»»

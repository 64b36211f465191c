//! Render context capability layer (v0.1)
//!
//! A render context is either plain data (`serde_json::Value`) or a host
//! object that exposes keys, attributes, indexed items and callable members
//! through the [`Accessible`] trait. The path resolver is polymorphic over
//! this capability set only; it never sees concrete host types.

use rustc_hash::FxHashMap;
use serde_json::{Map, Value};
use std::fmt;
use std::sync::Arc;

/// Capabilities a context value may expose to the path resolver.
///
/// Every method defaults to "not supported", so adapters only implement
/// what their host type actually offers.
pub trait Accessible: Send + Sync {
    /// Mapping lookup (`ctx["key"]`)
    fn key(&self, _key: &str) -> Option<Node> {
        None
    }

    /// Attribute/member lookup (`obj.name`)
    fn attr(&self, _name: &str) -> Option<Node> {
        None
    }

    /// Ordered-sequence lookup (`items[3]`)
    fn index(&self, _index: usize) -> Option<Node> {
        None
    }

    /// Invoke a callable member with literal arguments.
    ///
    /// `None` means the member does not exist, is not callable, or declined
    /// the arguments.
    fn call(&self, _name: &str, _args: &[Value]) -> Option<Node> {
        None
    }

    /// Plain-data snapshot used when a path ends on this object.
    fn to_value(&self) -> Option<Value> {
        None
    }
}

/// A value reached while walking a context path.
#[derive(Clone)]
pub enum Node {
    /// Plain data
    Data(Value),
    /// Host object exposing [`Accessible`] capabilities
    Object(Arc<dyn Accessible>),
}

impl Node {
    pub fn key(&self, key: &str) -> Option<Node> {
        match self {
            Node::Data(v) => v.key(key),
            Node::Object(o) => o.key(key),
        }
    }

    pub fn attr(&self, name: &str) -> Option<Node> {
        match self {
            Node::Data(v) => v.attr(name),
            Node::Object(o) => o.attr(name),
        }
    }

    pub fn index(&self, index: usize) -> Option<Node> {
        match self {
            Node::Data(v) => v.index(index),
            Node::Object(o) => o.index(index),
        }
    }

    pub fn call(&self, name: &str, args: &[Value]) -> Option<Node> {
        match self {
            Node::Data(v) => v.call(name, args),
            Node::Object(o) => o.call(name, args),
        }
    }

    /// Convert the node into plain data, if it has a data form.
    pub fn into_value(self) -> Option<Value> {
        match self {
            Node::Data(v) => Some(v),
            Node::Object(o) => o.to_value(),
        }
    }
}

impl fmt::Debug for Node {
    fn fmt(&self, f: &mut fmt::Formatter<'_>) -> fmt::Result {
        match self {
            Node::Data(v) => f.debug_tuple("Data").field(v).finish(),
            Node::Object(_) => f.write_str("Object(..)"),
        }
    }
}

impl From<Value> for Node {
    fn from(value: Value) -> Self {
        Node::Data(value)
    }
}

impl From<HostObject> for Node {
    fn from(object: HostObject) -> Self {
        Node::Object(Arc::new(object))
    }
}

impl From<Arc<dyn Accessible>> for Node {
    fn from(object: Arc<dyn Accessible>) -> Self {
        Node::Object(object)
    }
}

/// Plain JSON data: objects are key-addressable, arrays are indexable.
///
/// Strings are deliberately not indexable.
impl Accessible for Value {
    fn key(&self, key: &str) -> Option<Node> {
        self.as_object()?.get(key).cloned().map(Node::Data)
    }

    fn index(&self, index: usize) -> Option<Node> {
        self.as_array()?.get(index).cloned().map(Node::Data)
    }

    fn to_value(&self) -> Option<Value> {
        Some(self.clone())
    }
}

/// Callable member of a [`HostObject`].
pub type Method = Arc<dyn Fn(&[Value]) -> Option<Node> + Send + Sync>;

/// General-purpose host object: a table of keys, attributes, items and
/// methods. Applications embed these in a context to expose live state.
///
/// ```
/// use viewtext::context::{HostObject, Node};
/// use serde_json::json;
///
/// let ticker = HostObject::new()
///     .with_attr("symbol", json!("BTC"))
///     .with_method("price", |args| {
///         let fiat = args.first()?.as_str()?;
///         Some(Node::from(json!(if fiat == "usd" { 64000 } else { 59000 })))
///     });
/// let node = Node::from(ticker);
/// assert!(node.attr("symbol").is_some());
/// assert!(node.call("price", &[json!("usd")]).is_some());
/// ```
#[derive(Clone, Default)]
pub struct HostObject {
    entries: FxHashMap<String, Node>,
    attrs: FxHashMap<String, Node>,
    items: Vec<Node>,
    methods: FxHashMap<String, Method>,
}

impl HostObject {
    pub fn new() -> Self {
        Self::default()
    }

    /// Add a mapping entry
    pub fn with_key(mut self, key: impl Into<String>, value: impl Into<Node>) -> Self {
        self.entries.insert(key.into(), value.into());
        self
    }

    /// Add an attribute
    pub fn with_attr(mut self, name: impl Into<String>, value: impl Into<Node>) -> Self {
        self.attrs.insert(name.into(), value.into());
        self
    }

    /// Append an indexed item
    pub fn with_item(mut self, value: impl Into<Node>) -> Self {
        self.items.push(value.into());
        self
    }

    /// Add a callable member
    pub fn with_method<F>(mut self, name: impl Into<String>, method: F) -> Self
    where
        F: Fn(&[Value]) -> Option<Node> + Send + Sync + 'static,
    {
        self.methods.insert(name.into(), Arc::new(method));
        self
    }
}

impl Accessible for HostObject {
    fn key(&self, key: &str) -> Option<Node> {
        self.entries.get(key).cloned()
    }

    fn attr(&self, name: &str) -> Option<Node> {
        self.attrs.get(name).cloned()
    }

    fn index(&self, index: usize) -> Option<Node> {
        self.items.get(index).cloned()
    }

    fn call(&self, name: &str, args: &[Value]) -> Option<Node> {
        let method = self.methods.get(name)?;
        method(args)
    }

    fn to_value(&self) -> Option<Value> {
        if !self.items.is_empty() && self.entries.is_empty() && self.attrs.is_empty() {
            let items = self
                .items
                .iter()
                .map(|n| n.clone().into_value().unwrap_or(Value::Null))
                .collect();
            return Some(Value::Array(items));
        }

        let mut map = Map::new();
        for (name, node) in self.attrs.iter().chain(self.entries.iter()) {
            if let Some(v) = node.clone().into_value() {
                map.insert(name.clone(), v);
            }
        }
        Some(Value::Object(map))
    }
}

««

In the data above, retype exactly and only the lines between the one holding "capability layer (v0.1)" and the one holding "concrete host types.", inclusive.

//! Render context capability layer (v0.1)
//!
//! A render context is either plain data (`serde_json::Value`) or a host
//! object that exposes keys, attributes, indexed items and callable members
//! through the [`Accessible`] trait. The path resolver is polymorphic over
//! this capability set only; it never sees concrete host types.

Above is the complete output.